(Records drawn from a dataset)
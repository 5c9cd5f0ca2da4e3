//! Pipeline configuration
//!
//! One serde document groups the settings of every stage. Missing sections
//! and fields fall back to their defaults.
//!
//! ```json
//! {
//!   "balancer": { "max_iterations": 250, "total_col": "Totali" },
//!   "cost": { "primary_sector": "AAProduction" }
//! }
//! ```

use crate::assembly::{CostConfig, ExportLayout};
use crate::balancer::BalancerConfig;
use crate::builder::BuilderConfig;
use serde::{Deserialize, Serialize};
use sha2::{Digest, Sha256};
use thiserror::Error;

/// Largest accepted `balancer.decimal_places`
pub const MAX_DECIMAL_PLACES: u32 = 15;

#[derive(Debug, Error, PartialEq)]
pub enum ConfigError {
    #[error("Config could not be parsed: {0}")]
    Parse(String),

    #[error("Invalid config value for {field}: {reason}")]
    Invalid { field: &'static str, reason: String },
}

#[derive(Debug, Clone, Default, PartialEq, Serialize, Deserialize)]
#[serde(default)]
pub struct PipelineConfig {
    pub builder: BuilderConfig,
    pub balancer: BalancerConfig,
    pub cost: CostConfig,
    pub export: ExportLayout,
}

impl PipelineConfig {
    /// Parse and validate a JSON document
    pub fn from_json_str(json: &str) -> Result<Self, ConfigError> {
        let config: PipelineConfig =
            serde_json::from_str(json).map_err(|e| ConfigError::Parse(e.to_string()))?;
        config.validate()?;
        Ok(config)
    }

    pub fn validate(&self) -> Result<(), ConfigError> {
        let balancer = &self.balancer;
        if balancer.max_iterations == 0 {
            return Err(ConfigError::Invalid {
                field: "balancer.max_iterations",
                reason: "must be at least 1".to_string(),
            });
        }
        if balancer.decimal_places > MAX_DECIMAL_PLACES {
            return Err(ConfigError::Invalid {
                field: "balancer.decimal_places",
                reason: format!(
                    "must be at most {}, got {}",
                    MAX_DECIMAL_PLACES, balancer.decimal_places
                ),
            });
        }
        if balancer.target_threshold.is_nan() || balancer.target_threshold < 0.0 {
            return Err(ConfigError::Invalid {
                field: "balancer.target_threshold",
                reason: format!("must be non-negative, got {}", balancer.target_threshold),
            });
        }
        if balancer.total_row.is_empty() || balancer.total_col.is_empty() {
            return Err(ConfigError::Invalid {
                field: "balancer.total_row/total_col",
                reason: "labels must not be empty".to_string(),
            });
        }
        if balancer.total_row == balancer.total_col {
            return Err(ConfigError::Invalid {
                field: "balancer.total_row/total_col",
                reason: format!("both labelled '{}'", balancer.total_row),
            });
        }
        if self.cost.primary_sector.is_empty() {
            return Err(ConfigError::Invalid {
                field: "cost.primary_sector",
                reason: "must not be empty".to_string(),
            });
        }
        Ok(())
    }

    /// Deterministic SHA-256 of the configuration
    ///
    /// serde_json objects keep their keys sorted, so equal configs hash
    /// equally.
    pub fn config_hash(&self) -> Result<String, ConfigError> {
        let value = serde_json::to_value(self).map_err(|e| ConfigError::Parse(e.to_string()))?;
        let json = serde_json::to_string(&value).map_err(|e| ConfigError::Parse(e.to_string()))?;

        let mut hasher = Sha256::new();
        hasher.update(json.as_bytes());
        Ok(format!("{:x}", hasher.finalize()))
    }
}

EXERCISE OBJECTIVE » Total lines with "reason" in the records above: report that figure alone.

ANSWER TO THIS PROBLEM » 8